//! A SASL negotiation state machine for Rust.
//!
//! This crate drives a challenge/response authentication exchange for either side of the
//! connection. A [`Negotiator`] sequences calls into a pluggable [`Mechanism`], tracks which step
//! of the exchange it is at, manages a per-exchange nonce, and base64 encodes and decodes every
//! payload. Delivering challenges and responses over the wire is left to the caller.
//!
//! # Usage
//!
//! Here is a client and a server authenticating each other with `PLAIN`. In a real application,
//! each response would be written to the connection (e.g. as an IMAP continuation line) and each
//! challenge read back from it.
//!
//! ```
//! use std::sync::Arc;
//! use sasl::{Config, Credentials, Negotiator, Plain};
//!
//! # fn main() -> sasl::Result<()> {
//! let plain = Arc::new(Plain);
//!
//! let client_config = Config::builder()
//!     .credentials(Credentials::new("user", "pencil"))
//!     .remote_mechanisms(["SCRAM-SHA-256", "PLAIN"])
//!     .build();
//! let mut client = Negotiator::client(plain.clone(), client_config);
//!
//! let server_config = Config::builder()
//!     .permissions(|creds| creds.username == b"user" && creds.password == b"pencil")
//!     .build();
//! let mut server = Negotiator::server(plain, server_config);
//!
//! let (_, initial_response) = client.step(b"")?;
//! let (more, _) = server.step(&initial_response)?;
//! assert!(!more);
//!
//! // both sides can be reused for another exchange
//! client.reset();
//! server.reset();
//! # Ok(())
//! # }
//! ```
//!
//! Custom mechanisms implement the [`Mechanism`] trait; anything they need to remember between
//! rounds is returned as part of their [`Outcome`] and handed back on the next call.

#![deny(missing_docs)]
#![warn(rust_2018_idioms)]

mod config;
mod negotiator;
mod nonce;
mod state;

pub mod encoding;
pub mod error;
pub mod mechanism;

#[cfg(any(test, feature = "test_helpers"))]
pub mod testing;

pub use crate::config::{Config, ConfigBuilder, Credentials, Permissions};
pub use crate::error::{Error, Result};
pub use crate::mechanism::{Cache, Mechanism, Outcome, Plain, XOAuth2};
pub use crate::negotiator::Negotiator;
pub use crate::nonce::{MAX_NONCE_LEN, NONCE_LEN};
pub use crate::state::{Role, State, Step};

--------------------

WHAT TO DO: All the lines above should come back exactly as written.

RESPONSE:
//! A SASL negotiation state machine for Rust.
//!
//! This crate drives a challenge/response authentication exchange for either side of the
//! connection. A [`Negotiator`] sequences calls into a pluggable [`Mechanism`], tracks which step
//! of the exchange it is at, manages a per-exchange nonce, and base64 encodes and decodes every
//! payload. Delivering challenges and responses over the wire is left to the caller.
//!
//! # Usage
//!
//! Here is a client and a server authenticating each other with `PLAIN`. In a real application,
//! each response would be written to the connection (e.g. as an IMAP continuation line) and each
//! challenge read back from it.
//!
//! ```
//! use std::sync::Arc;
//! use sasl::{Config, Credentials, Negotiator, Plain};
//!
//! # fn main() -> sasl::Result<()> {
//! let plain = Arc::new(Plain);
//!
//! let client_config = Config::builder()
//!     .credentials(Credentials::new("user", "pencil"))
//!     .remote_mechanisms(["SCRAM-SHA-256", "PLAIN"])
//!     .build();
//! let mut client = Negotiator::client(plain.clone(), client_config);
//!
//! let server_config = Config::builder()
//!     .permissions(|creds| creds.username == b"user" && creds.password == b"pencil")
//!     .build();
//! let mut server = Negotiator::server(plain, server_config);
//!
//! let (_, initial_response) = client.step(b"")?;
//! let (more, _) = server.step(&initial_response)?;
//! assert!(!more);
//!
//! // both sides can be reused for another exchange
//! client.reset();
//! server.reset();
//! # Ok(())
//! # }
//! ```
//!
//! Custom mechanisms implement the [`Mechanism`] trait; anything they need to remember between
//! rounds is returned as part of their [`Outcome`] and handed back on the next call.

#![deny(missing_docs)]
#![warn(rust_2018_idioms)]

mod config;
mod negotiator;
mod nonce;
mod state;

pub mod encoding;
pub mod error;
pub mod mechanism;

#[cfg(any(test, feature = "test_helpers"))]
pub mod testing;

pub use crate::config::{Config, ConfigBuilder, Credentials, Permissions};
pub use crate::error::{Error, Result};
pub use crate::mechanism::{Cache, Mechanism, Outcome, Plain, XOAuth2};
pub use crate::negotiator::Negotiator;
pub use crate::nonce::{MAX_NONCE_LEN, NONCE_LEN};
pub use crate::state::{Role, State, Step};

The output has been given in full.